D'autre part, ce n'est pas la capacité à les définir qui révèle la maîtrise des mots, mais celle de savoir les utiliser. La connaissance de leur sens (? lequel ?) n'est qu'une petite partie de ce qu'il faut savoir à leur sujet : connaître le type de contexte où ils entrent normalement, les jugements sociaux portés sur eux, leur fonctionnement grammatical, et l'effet qu'ils produisent quand ils sont utilisés dans des contextes inhabituels.


2- L'autre raison des ignorances de nos pauvres étudiants, c'est qu'ils n'ont jamais pu vérifier l'effet que produisent leurs choix de mots sur des lecteurs réels. Pour maîtriser les mots, il faut aussi s'en servir dans de vrais projets, et pouvoir juger de leurs effets. L'absurde pratique de la rédaction vide, destinée au seul enseignant, rend toute prise de conscience sur ce point impossible.
Notons que cela n'a aucune chance de s'arranger avec les programmes en vigueur, sauf si l'ensemble des enseignants du primaire adhère au mouvement des désobéisseurs...

3- Quant aux propos de M. Chervel sur l'orthographe, ils sont désolants à plus d'un titre.

* Tous les travaux sur les erreurs commises par les élèves démontrent que les doubles consonnes sont loin d'être ce qui les embarrasse le plus.
L'essentiel de leurs difficultés réside dans le système verbal, dont les formes, pratiquement absentes de l'oral— donc peu connues pour eux — sont pour la plupart homophones : chanter, chantais, chantez, chanté, chantées, chantait, chantaient se prononcent à peu près pareil et ne peuvent être différenciés et compris que par les marques orthographiques qui les distinguent.

* Ce n'est donc pas une prétendue complication qui serait responsable des difficultés en orthographe, mais la manière dont elle est enseignée.

* Du reste, les doubles consonnes ont bien souvent un rôle important de reconnaissance des mots : un "home" et un "homme", ce n'est pas la même chose. Et contrairement à ce que semble dire André Chervel, la prononciation ne dépend pas toujours des doubles consonnes : on dit bien "un parasol", et il n'y a qu'un seul "s"... Tous ces propos sont bien déroutants...

* L'hypothèse selon laquelle il faudrait simplifier l'orthographe pour que les élèves puissent l'apprendre (pourquoi pas les mathématiques, la géographie et la botanique pendant qu'on y est ?) est dénoncée à la fois par la psychologie, la pédagogie, et ... la déontologie.
Il faut avoir une bien piètre opinion de son métier pour oser demander, quand on est enseignant, que l'on simplifie ce qu'il faut enseigner... C'est révéler à la fois sa propre incompétence et une image bien méprisante des élèves.

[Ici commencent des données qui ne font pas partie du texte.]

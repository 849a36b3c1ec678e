use thiserror::Error;

/// Error type returned by the [`check_format`](crate::algebra::CscMatrix::check_format) utility
/// and by sparsity-preserving data updates.
#[derive(Error, Debug)]
pub enum SparseFormatError {
    #[error("Matrix dimension fields and/or array lengths are incompatible")]
    IncompatibleDimension,
    #[error("Data is not sorted by row index within each column")]
    BadRowOrdering,
    #[error("Row value exceeds the matrix row dimension")]
    BadRowval,
    #[error("Bad column pointer values")]
    BadColptr,
}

Ignorent-ils, ceux qui parlent ainsi, que les élèves de tous âges ont impérativement besoin de choses difficiles qui, seules, les valorisent ?
Actuellement, fleurissent un peu partout des pages qui s'interrogent sur "l'envie d'apprendre"... Pas nécessaire : on a la réponse depuis longtemps !
Quand les élèves sont dans un climat de confiance, avec des ressources mises à leur disposition, quand l'intérêt est mis sur la recherche et non sur le résultat, quand ce dernier ne se réduit pas à "la bonne réponse", mais à des hypothèses justifiées par un raisonnement, quand l'erreur est considérée comme une étape de l'apprentissage, grâce à laquelle on peut aller plus loin, l'envie d'apprendre apparaît tout de suite, et les efforts à fournir sont là, sans qu'il soit nécessaire de les demander.
Quand on mesure l'Everest d'ennui qui plombe tant de séances de classe, on se dit que les choses à faire ne sont pas chez les élèves, mais sur la conception même du travail à l'école.

4- Pour la ennième fois il nous faut donc rappeler quelques-uns des principes qui devraient gouverner l'enseignement de l'orthographe.

* L'orthographe est la porte d'entrée du fonctionnement écrit de la langue, fonctionnement "pour les yeux", contrairement à l'oral qui en est le fonctionnement "pour les oreilles". C'est elle qui permet d'y entrer, elle, qui propose des indices pour comprendre ce qui est écrit, elle, qui permet aussi de repérer les aspects grammaticaux du texte. On va de l'orthographe vers la grammaire et non l'inverse comme on a pu le dire si longtemps.
C'est donc par l'observation et l'analyse que l'on peut comprendre comment "ça marche". Orthographe, grammaire, conjugaison vocabulaire sont des "sciences d'observation". En observant, on découvre des règles qui sont de "fonctionnement", qu'on utilise, mais qu'on "n'applique" pas. En effet, et contrairement aux idées reçues, les règles sont faites, en tout domaine, pour qu'on joue avec, et non pour qu'on les "applique". Quand je joue aux échecs, je joue avec les règles ; je ne les applique pas.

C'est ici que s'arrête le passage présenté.